В гегелевское понимание мышления (в состав предмета логики как науки), таким образом, с необходимостью включается также и процесс «опредмечивания мышления», т.е. его чувственно-предметной, практической реализации через действие, в чувственно-природном материале, в мире чувственно созерцаемых вещей. Практика – процесс чувственно-предметной деятельности, изменяющей вещи в согласии с понятием, с планами, вызревшими в лоне субъективного мышления, – здесь начинает рассматриваться как столь же важная ступень развития мышления и познания, как и субъективно-психический акт рассуждения по правилам, выражающийся в виде речи.

Гегель тем самым прямо вводит практику в логику, делая колоссальный шаг вперёд в понимании мышления и науки о нём.

Поскольку мышление внешне выражает себя («sich entäußert», «sich entfremdet», т.е. «отчуждает себя», «делает себя самого чем-то внешним себе самому», – так можно передать по-русски эти ёмкие гегелевские термины) не только в виде речи, но и в реальных действиях, в поступках людей, постольку о мышлении гораздо вернее можно судить «по плодам его», чем по тем представлениям, которые оно само о себе создаёт. Поэтому мышление, реализующее себя в реальных действиях людей, и оказывается подлинным критерием правильности тех субъективно-психических актов, которые внешне выражают себя только в словах, в речах и книгах.

Очерк шестой. Ещё раз о принципе построения логики. Идеализм или материализм?

До сих пор мы говорили почти исключительно о позитивных завоеваниях Гегеля, составивших эпоху в логике как науке. Коснёмся теперь исторически неизбежных «издержек производства», связанных с идеализмом гегелевского понимания мышления, тех пороков гегелевской логики, которые не дают возможности принять его концепцию целиком и преодоление которых возможно лишь на путях развития материалистической философии.

Исторически дело сложилось таким образом, что об «издержках производства» гегелевского идеализма первым в Германии всерьёз заговорил Фейербах.

Как и всякий материалист, Фейербах борется против дуалистического противопоставления мышления бытию в качестве исходного принципа философии. Поэтому в ходе его рассуждений, естественно, воспроизводятся решающие аргументы Спинозы против картезианского дуализма.
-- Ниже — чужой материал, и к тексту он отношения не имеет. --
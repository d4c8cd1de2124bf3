//! Scheduler subsystem. Handles periodic and one-shot async tasks, cron
//! schedules, and retries with exponential backoff.
//!
//! The pool's background sweeps (hourly recycling, bucket eviction,
//! resource sampling) run as tasks here instead of free-floating spawned
//! loops, so they can be cancelled together and tests can invoke a task's
//! `run` directly instead of sleeping.

use async_trait::async_trait;
use std::{
	collections::{BTreeMap, HashMap},
	fmt::Debug,
	sync::{
		atomic::{AtomicU64, Ordering},
		Arc, Mutex,
	},
};

use chrono::{DateTime, Utc};
use croner::Cron;
use std::str::FromStr;
use tokio_util::sync::CancellationToken;

use crate::prelude::*;
use payflow_types::lock;

pub type TaskId = u64;

/// Cron schedule wrapper using the croner crate.
/// Stores the expression string for display and comparison.
#[derive(Debug, Clone)]
pub struct CronSchedule {
	expr: Box<str>,
	cron: Cron,
}

impl CronSchedule {
	/// Parse a cron expression (5 fields: minute hour day month weekday).
	pub fn parse(expr: &str) -> PfResult<Self> {
		let cron = Cron::from_str(expr)
			.map_err(|e| Error::ValidationError(format!("invalid cron expression: {}", e)))?;
		Ok(Self { expr: expr.into(), cron })
	}

	/// Calculate the next execution time after the given timestamp.
	pub fn next_execution(&self, after: Timestamp) -> PfResult<Timestamp> {
		let dt = DateTime::<Utc>::from_timestamp(after.0, 0).unwrap_or_else(Utc::now);

		self.cron
			.find_next_occurrence(&dt, false)
			.map(|next| Timestamp(next.timestamp()))
			.map_err(|e| {
				error!("Failed to find next cron occurrence for '{}': {}", self.expr, e);
				Error::ValidationError(format!("cron next_execution failed: {}", e))
			})
	}

	pub fn as_str(&self) -> &str {
		&self.expr
	}
}

impl PartialEq for CronSchedule {
	fn eq(&self, other: &Self) -> bool {
		self.expr == other.expr
	}
}

impl Eq for CronSchedule {}

/// A unit of background work. `run` errors are absorbed by the scheduler
/// (retried or rescheduled), never propagated to request handling.
#[async_trait]
pub trait Task<S: Clone>: Send + Sync + Debug {
	fn kind(&self) -> &'static str;
	async fn run(&self, state: &S) -> PfResult<()>;
}

#[derive(Debug, Clone)]
pub struct RetryPolicy {
	wait_min_max: (u64, u64),
	times: u16,
}

impl Default for RetryPolicy {
	fn default() -> Self {
		Self { wait_min_max: (60, 3600), times: 10 }
	}
}

impl RetryPolicy {
	pub fn new(wait_min_max: (u64, u64), times: u16) -> Self {
		Self { wait_min_max, times }
	}

	/// Exponential backoff in seconds: min * 2^attempt, capped at max.
	pub fn calculate_backoff(&self, attempt_count: u16) -> u64 {
		let (min, max) = self.wait_min_max;
		let backoff = min.saturating_mul(1u64 << u64::from(attempt_count.min(32)));
		backoff.min(max)
	}

	pub fn should_retry(&self, attempt_count: u16) -> bool {
		attempt_count < self.times
	}
}

#[derive(Clone, Debug)]
struct TaskMeta<S: Clone> {
	task: Arc<dyn Task<S>>,
	next_at: Option<Timestamp>,
	retry_count: u16,
	retry: Option<RetryPolicy>,
	cron: Option<CronSchedule>,
}

// TaskSchedulerBuilder - fluent API for task scheduling
//*******************************************************
pub struct TaskSchedulerBuilder<'a, S: Clone> {
	scheduler: &'a Scheduler<S>,
	task: Arc<dyn Task<S>>,
	next_at: Option<Timestamp>,
	retry: Option<RetryPolicy>,
	cron: Option<CronSchedule>,
}

impl<'a, S: Clone + Send + Sync + 'static> TaskSchedulerBuilder<'a, S> {
	fn new(scheduler: &'a Scheduler<S>, task: Arc<dyn Task<S>>) -> Self {
		Self { scheduler, task, next_at: None, retry: None, cron: None }
	}

	/// Recur on a cron expression, e.g. `.cron("0 * * * *")` for hourly.
	pub fn cron(mut self, expr: &str) -> PfResult<Self> {
		let cron_schedule = CronSchedule::parse(expr)?;
		self.next_at = Some(cron_schedule.next_execution(Timestamp::now())?);
		self.cron = Some(cron_schedule);
		Ok(self)
	}

	/// Run once after a relative delay (in seconds).
	pub fn schedule_after(mut self, seconds: i64) -> Self {
		self.next_at = Some(Timestamp::from_now(seconds));
		self
	}

	/// Retry failed runs with exponential backoff.
	pub fn with_retry(mut self, policy: RetryPolicy) -> Self {
		self.retry = Some(policy);
		self
	}

	/// Queue the task with all configured options.
	pub fn schedule(self) -> PfResult<TaskId> {
		let meta = TaskMeta {
			task: self.task,
			next_at: self.next_at,
			retry_count: 0,
			retry: self.retry,
			cron: self.cron,
		};
		self.scheduler.add_queue(meta)
	}

	/// Queue for immediate execution.
	pub fn now(mut self) -> PfResult<TaskId> {
		self.next_at = Some(Timestamp(0));
		self.schedule()
	}
}

type ScheduledTaskMap<S> = BTreeMap<(Timestamp, TaskId), TaskMeta<S>>;

// Scheduler
#[derive(Clone)]
pub struct Scheduler<S: Clone> {
	next_id: Arc<AtomicU64>,
	tasks_scheduled: Arc<Mutex<ScheduledTaskMap<S>>>,
	tasks_running: Arc<Mutex<HashMap<TaskId, TaskMeta<S>>>>,
	tx_finish: flume::Sender<(TaskId, bool)>,
	rx_finish: flume::Receiver<(TaskId, bool)>,
	notify_schedule: Arc<tokio::sync::Notify>,
	cancel: CancellationToken,
}

impl<S: Clone + Send + Sync + 'static> Scheduler<S> {
	pub fn new() -> Arc<Self> {
		let (tx_finish, rx_finish) = flume::unbounded();

		Arc::new(Self {
			next_id: Arc::new(AtomicU64::new(1)),
			tasks_scheduled: Arc::new(Mutex::new(BTreeMap::new())),
			tasks_running: Arc::new(Mutex::new(HashMap::new())),
			tx_finish,
			rx_finish,
			notify_schedule: Arc::new(tokio::sync::Notify::new()),
			cancel: CancellationToken::new(),
		})
	}

	/// Create a builder for scheduling a task using the fluent API.
	pub fn task(&self, task: Arc<dyn Task<S>>) -> TaskSchedulerBuilder<'_, S> {
		TaskSchedulerBuilder::new(self, task)
	}

	/// Stops both scheduler loops. In-flight task runs complete.
	pub fn shutdown(&self) {
		self.cancel.cancel();
	}

	fn add_queue(&self, meta: TaskMeta<S>) -> PfResult<TaskId> {
		let id = self.next_id.fetch_add(1, Ordering::Relaxed);
		let next_at = meta.next_at.unwrap_or(Timestamp(0));
		debug!("Scheduling task {} ({}) for {}", id, meta.task.kind(), next_at);
		lock!(self.tasks_scheduled, "tasks_scheduled")?.insert((next_at, id), meta);
		self.notify_schedule.notify_one();
		Ok(id)
	}

	fn requeue(&self, id: TaskId, meta: TaskMeta<S>) -> PfResult<()> {
		let next_at = meta.next_at.unwrap_or(Timestamp(0));
		lock!(self.tasks_scheduled, "tasks_scheduled")?.insert((next_at, id), meta);
		self.notify_schedule.notify_one();
		Ok(())
	}

	fn spawn_task(&self, state: S, id: TaskId, meta: &TaskMeta<S>) {
		let task = meta.task.clone();
		let tx_finish = self.tx_finish.clone();
		tokio::spawn(async move {
			let ok = match task.run(&state).await {
				Ok(()) => true,
				Err(e) => {
					warn!("Task {} ({}) failed: {}", id, task.kind(), e);
					false
				}
			};
			if tx_finish.send((id, ok)).is_err() {
				error!("Scheduler finish channel closed; task {} result dropped", id);
			}
		});
	}

	pub fn start(&self, state: S) {
		// Handle finished tasks: cron reschedule, retry on failure
		let schedule = self.clone();
		let cancel = self.cancel.clone();
		let rx_finish = self.rx_finish.clone();
		tokio::spawn(async move {
			loop {
				let (id, ok) = tokio::select! {
					res = rx_finish.recv_async() => match res {
						Ok(v) => v,
						Err(_) => break,
					},
					() = cancel.cancelled() => break,
				};
				debug!("Completed task {} (ok={})", id, ok);
				if let Err(e) = schedule.on_finished(id, ok) {
					error!("Failed to process finished task {}: {}", id, e);
				}
			}
		});

		// Handle scheduled tasks
		let schedule = self.clone();
		let cancel = self.cancel.clone();
		tokio::spawn(async move {
			loop {
				let next_due = match schedule.spawn_due(&state) {
					Ok(next_due) => next_due,
					Err(e) => {
						error!("Scheduler queue error: {}", e);
						None
					}
				};

				let wait = match next_due {
					Some(at) => {
						let diff = at.seconds_since(Timestamp::now()).max(0);
						tokio::time::Duration::from_secs(diff.unsigned_abs())
					}
					// Idle until something is queued
					None => tokio::time::Duration::from_secs(3600),
				};
				tokio::select! {
					() = tokio::time::sleep(wait) => (),
					() = schedule.notify_schedule.notified() => (),
					() = cancel.cancelled() => break,
				};
			}
		});
	}

	/// Moves every due task to running and spawns it; returns the next
	/// wake-up time, if any task remains queued.
	fn spawn_due(&self, state: &S) -> PfResult<Option<Timestamp>> {
		loop {
			let due = {
				let mut scheduled = lock!(self.tasks_scheduled, "tasks_scheduled")?;
				let head = scheduled.first_key_value().map(|(&key, _)| key);
				match head {
					Some((at, id)) if at <= Timestamp::now() => {
						scheduled.remove(&(at, id)).map(|meta| (id, meta))
					}
					Some((at, _)) => return Ok(Some(at)),
					None => return Ok(None),
				}
			};
			let Some((id, meta)) = due else { continue };
			debug!("Spawning task {} ({})", id, meta.task.kind());
			self.spawn_task(state.clone(), id, &meta);
			lock!(self.tasks_running, "tasks_running")?.insert(id, meta);
		}
	}

	fn on_finished(&self, id: TaskId, ok: bool) -> PfResult<()> {
		let Some(mut meta) = lock!(self.tasks_running, "tasks_running")?.remove(&id) else {
			warn!("Completed task {} not found in running queue", id);
			return Ok(());
		};

		if ok {
			meta.retry_count = 0;
			if let Some(ref cron) = meta.cron {
				let next_at = cron.next_execution(Timestamp::now())?;
				debug!("Recurring task {} next execution at {}", id, next_at);
				meta.next_at = Some(next_at);
				return self.requeue(id, meta);
			}
			return Ok(());
		}

		if let Some(ref retry) = meta.retry {
			if retry.should_retry(meta.retry_count) {
				let backoff = retry.calculate_backoff(meta.retry_count);
				meta.retry_count += 1;
				meta.next_at = Some(Timestamp::from_now(backoff as i64));
				info!("Retrying task {} in {}s (attempt {})", id, backoff, meta.retry_count);
				return self.requeue(id, meta);
			}
			warn!("Task {} exhausted its retries", id);
		}

		// A failed cron task still recurs on its schedule
		if let Some(ref cron) = meta.cron {
			meta.retry_count = 0;
			meta.next_at = Some(cron.next_execution(Timestamp::now())?);
			return self.requeue(id, meta);
		}

		Ok(())
	}

	/// Number of queued (not yet running) tasks.
	pub fn queued_len(&self) -> usize {
		lock!(self.tasks_scheduled).map(|guard| guard.len()).unwrap_or(0)
	}
}

#[cfg(test)]
mod tests {
	use super::*;
	use std::sync::atomic::AtomicU32;

	#[derive(Debug)]
	struct CountingTask {
		runs: Arc<AtomicU32>,
		fail_first: u32,
	}

	#[async_trait]
	impl Task<()> for CountingTask {
		fn kind(&self) -> &'static str {
			"counting"
		}

		async fn run(&self, _state: &()) -> PfResult<()> {
			let run = self.runs.fetch_add(1, Ordering::SeqCst);
			if run < self.fail_first {
				return Err(Error::Internal("transient".into()));
			}
			Ok(())
		}
	}

	#[test]
	fn cron_parse_and_next() {
		let cron = CronSchedule::parse("0 * * * *").unwrap();
		// 2021-01-01T00:30:00Z -> next top of hour is 01:00:00Z
		let next = cron.next_execution(Timestamp(1_609_459_800)).unwrap();
		assert_eq!(next, Timestamp(1_609_462_800));
		assert_eq!(cron.as_str(), "0 * * * *");
	}

	#[test]
	fn cron_rejects_garbage() {
		assert!(CronSchedule::parse("not a cron").is_err());
	}

	#[test]
	fn backoff_grows_and_caps() {
		let policy = RetryPolicy::new((60, 3600), 10);
		assert_eq!(policy.calculate_backoff(0), 60);
		assert_eq!(policy.calculate_backoff(1), 120);
		assert_eq!(policy.calculate_backoff(2), 240);
		assert_eq!(policy.calculate_backoff(10), 3600);
		assert!(policy.should_retry(9));
		assert!(!policy.should_retry(10));
	}

	#[tokio::test]
	async fn immediate_task_runs() {
		let scheduler = Scheduler::new();
		let runs = Arc::new(AtomicU32::new(0));
		scheduler
			.task(Arc::new(CountingTask { runs: runs.clone(), fail_first: 0 }))
			.now()
			.unwrap();
		scheduler.start(());

		for _ in 0..50 {
			if runs.load(Ordering::SeqCst) > 0 {
				break;
			}
			tokio::time::sleep(tokio::time::Duration::from_millis(10)).await;
		}
		assert_eq!(runs.load(Ordering::SeqCst), 1);
		scheduler.shutdown();
	}

	#[tokio::test]
	async fn failed_task_retries() {
		let scheduler = Scheduler::new();
		let runs = Arc::new(AtomicU32::new(0));
		scheduler
			.task(Arc::new(CountingTask { runs: runs.clone(), fail_first: 1 }))
			.with_retry(RetryPolicy::new((0, 1), 3))
			.now()
			.unwrap();
		scheduler.start(());

		for _ in 0..100 {
			if runs.load(Ordering::SeqCst) >= 2 {
				break;
			}
			tokio::time::sleep(tokio::time::Duration::from_millis(10)).await;
		}
		// First run fails, retry succeeds
		assert_eq!(runs.load(Ordering::SeqCst), 2);
		scheduler.shutdown();
	}
}

// vim: ts=4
Правда, такое направление полемики приходится выделять путём анализа, так как Фейербах имел в виду не только дуализм в той чистой форме, в какой он представлен Кантом, но и философию Фихте, Шеллинга и Гегеля, т.е. систематически проведённую попытку преодолеть дуализм «справа», в форме идеалистического монизма. Однако Фейербах старается показать, что преодоление дуализма в данном случае неизбежно остаётся фиктивным, формальным, словесным, что идеализм вообще не покушается и не может покушаться на фундаментальные предпосылки кантовской системы. В Шеллинге и Гегеле он поэтому усматривает прежде всего непреодолённого Канта. «Философия Гегеля есть устранение противоречия между мышлением и бытием, как оно было высказано в особенности Кантом, но – заметьте себе! – это только устранение данного противоречия в пределах... одного элемента, в пределах мышления»[114].
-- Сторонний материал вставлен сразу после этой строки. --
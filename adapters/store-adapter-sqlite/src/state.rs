//! Per-site derivation cursor persistence.

use sqlx::{Row, SqlitePool};

use payflow::prelude::*;
use payflow::store_adapter::PoolState;

use crate::{inspect, map_res};

pub(crate) async fn save(db: &SqlitePool, state: &PoolState) -> PfResult<()> {
	sqlx::query(
		"INSERT INTO pool_state (site, next_index, start_index) VALUES (?1, ?2, ?3)
		ON CONFLICT(site) DO UPDATE SET
			next_index=excluded.next_index, start_index=excluded.start_index",
	)
	.bind(i64::from(state.site.0))
	.bind(i64::from(state.next_index))
	.bind(i64::from(state.start_index))
	.execute(db)
	.await
	.inspect_err(inspect)
	.map_err(|_| Error::DbError)?;
	Ok(())
}

pub(crate) async fn load(db: &SqlitePool, site: SiteId) -> PfResult<Option<PoolState>> {
	let res = sqlx::query(
		"SELECT next_index, start_index FROM pool_state WHERE site = ?1",
	)
	.bind(i64::from(site.0))
	.fetch_one(db)
	.await;

	if matches!(res, Err(sqlx::Error::RowNotFound)) {
		return Ok(None);
	}
	map_res(res, |row| {
		Ok(Some(PoolState {
			site,
			next_index: row.try_get::<i64, _>("next_index")? as u32,
			start_index: row.try_get::<i64, _>("start_index")? as u32,
		}))
	})
}

// vim: ts=4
Так называемая философия абсолютного тождества есть на самом деле философия тождества мышления самому себе; между мышлением и бытием вне мышления по-прежнему зияет ничем не заполненная пропасть. Видимость решения проблемы достигается здесь только тем, что вместо действительного бытия повсюду подставляется мыслимое бытие, т.е. бытие в том виде, в каком оно уже выражено в мышлении. Поэтому под грандиозно глубокомысленной конструкцией гегелевской философии скрывается на самом деле пустая тавтология: мы мыслим окружающий мир так и таким, как и каким мы его мыслим.

Так что на деле никакого, а не только «абсолютного» тождества мышления и бытия шеллинговско-гегелевская философия не установила, ибо «бытие как таковое», свободное, самостоятельное, самодовлеющее бытие, вне мышления и независимо от мышления существующее, здесь попросту не принимается в расчёт и остаётся чем-то всецело потусторонним и неопределённым.

Фундаментальный принцип кантовского дуализма, таким образом, остаётся нетронутым. Мыслящий дух с самого начала рассматривается как нечто абсолютно противоположное всему чувственному, телесному, материальному, как особое имматериальное существо, само в себе организованное и оформленное по имманентно-логическим законам и схемам, как нечто самостоятельное и самодовлеющее. Гегелевская «Логика» и изображает мышление как деятельность такого сверх– и внеприродного субъекта, который вынужден затем извне вступать в особые отношения «опосредствования» с природой и человеком, чтобы формировать их по своему образу и подобию.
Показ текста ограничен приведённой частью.